Someday I’ll get through a review without quoting Marvel. Probably not. But most of what I just said is not only true long before Marvel but was also the basis of Avengers: Age of Ultron. It is why Tony Stark couldn’t be trusted to create a super bot… a suit of armor around the world (Don’t bring up Endgame, not the point).
Everything Stark feared, he put into Ultron. He went too far. Magic, technology? Same thing. Same result. You take something you don’t understand, and you mix it with politics? It won’t end well.
Nothing and no one is beyond this idea. You have a vision you believe to be correct and then become so fearful of losing it that you start doing all the wrong things. You become paranoid and cut out those that you trusted above all. And nothing good comes of that. Especially when someone, or something is there to play on those fears, the anger, the desire, and is willing to handle it all. For a very, tiny price.

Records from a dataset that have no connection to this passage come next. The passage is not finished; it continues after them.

#[rustfmt::skip]
static CP1140: [u16; 256] = [
    0x0000, 0x0001, 0x0002, 0x0003, 0x009C, 0x0009, 0x0086, 0x007F,
    0x0097, 0x008D, 0x008E, 0x000B, 0x000C, 0x000D, 0x000E, 0x000F,
    0x0010, 0x0011, 0x0012, 0x0013, 0x009D, 0x0085, 0x0008, 0x0087,
    0x0018, 0x0019, 0x0092, 0x008F, 0x001C, 0x001D, 0x001E, 0x001F,
    0x0080, 0x0081, 0x0082, 0x0083, 0x0084, 0x000A, 0x0017, 0x001B,
    0x0088, 0x0089, 0x008A, 0x008B, 0x008C, 0x0005, 0x0006, 0x0007,
    0x0090, 0x0091, 0x0016, 0x0093, 0x0094, 0x0095, 0x0096, 0x0004,
    0x0098, 0x0099, 0x009A, 0x009B, 0x0014, 0x0015, 0x009E, 0x001A,
    0x0020, 0x00A0, 0x00E2, 0x00E4, 0x00E0, 0x00E1, 0x00E3, 0x00E5,
    0x00E7, 0x00F1, 0x00A2, 0x002E, 0x003C, 0x0028, 0x002B, 0x007C,
    0x0026, 0x00E9, 0x00EA, 0x00EB, 0x00E8, 0x00ED, 0x00EE, 0x00EF,
    0x00EC, 0x00DF, 0x0021, 0x0024, 0x002A, 0x0029, 0x003B, 0x00AC,
    0x002D, 0x002F, 0x00C2, 0x00C4, 0x00C0, 0x00C1, 0x00C3, 0x00C5,
    0x00C7, 0x00D1, 0x00A6, 0x002C, 0x0025, 0x005F, 0x003E, 0x003F,
    0x00F8, 0x00C9, 0x00CA, 0x00CB, 0x00C8, 0x00CD, 0x00CE, 0x00CF,
    0x00CC, 0x0060, 0x003A, 0x0023, 0x0040, 0x0027, 0x003D, 0x0022,
    0x00D8, 0x0061, 0x0062, 0x0063, 0x0064, 0x0065, 0x0066, 0x0067,
    0x0068, 0x0069, 0x00AB, 0x00BB, 0x00F0, 0x00FD, 0x00FE, 0x00B1,
    0x00B0, 0x006A, 0x006B, 0x006C, 0x006D, 0x006E, 0x006F, 0x0070,
    0x0071, 0x0072, 0x00AA, 0x00BA, 0x00E6, 0x00B8, 0x00C6, 0x20AC,
    0x00B5, 0x007E, 0x0073, 0x0074, 0x0075, 0x0076, 0x0077, 0x0078,
    0x0079, 0x007A, 0x00A1, 0x00BF, 0x00D0, 0x00DD, 0x00DE, 0x00AE,
    0x005E, 0x00A3, 0x00A5, 0x00B7, 0x00A9, 0x00A7, 0x00B6, 0x00BC,
    0x00BD, 0x00BE, 0x005B, 0x005D, 0x00AF, 0x00A8, 0x00B4, 0x00D7,
    0x007B, 0x0041, 0x0042, 0x0043, 0x0044, 0x0045, 0x0046, 0x0047,
    0x0048, 0x0049, 0x00AD, 0x00F4, 0x00F6, 0x00F2, 0x00F3, 0x00F5,
    0x007D, 0x004A, 0x004B, 0x004C, 0x004D, 0x004E, 0x004F, 0x0050,
    0x0051, 0x0052, 0x00B9, 0x00FB, 0x00FC, 0x00F9, 0x00FA, 0x00FF,
    0x005C, 0x00F7, 0x0053, 0x0054, 0x0055, 0x0056, 0x0057, 0x0058,
    0x0059, 0x005A, 0x00B2, 0x00D4, 0x00D6, 0x00D2, 0x00D3, 0x00D5,
    0x0030, 0x0031, 0x0032, 0x0033, 0x0034, 0x0035, 0x0036, 0x0037,
    0x0038, 0x0039, 0x00B3, 0x00DB, 0x00DC, 0x00D9, 0x00DA, 0x009F,
];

It is never small. It is never tiny. And nothing good ever comes of it. So, when a dark figure comes to Robespierre and offers him support in bringing his version of France to fruition by awakening weak magic in his blood? Robespierre jumps at the chance, for France, of course.
Things you don’t expect in Alternative History for 300, Alex.
Dark Magic running through the Prime Minister’s bloodlines.
I’m gonna leave that there and move on.
Because I’m mean. And because I promised not to spoil anything.
Wrapping Up With Some Thoughts
- The pacing is fantastic. Again, just don’t rush it. That’s all I’m gonna say there. This book is so good, in fact, that I believe I’m going to buy the audible to reread it (as long as the narrator is good) because, yeah.
- The Holmes and Watson dynamics between Wilberforce and Pitt is brilliant, heartwarming and just hysterical.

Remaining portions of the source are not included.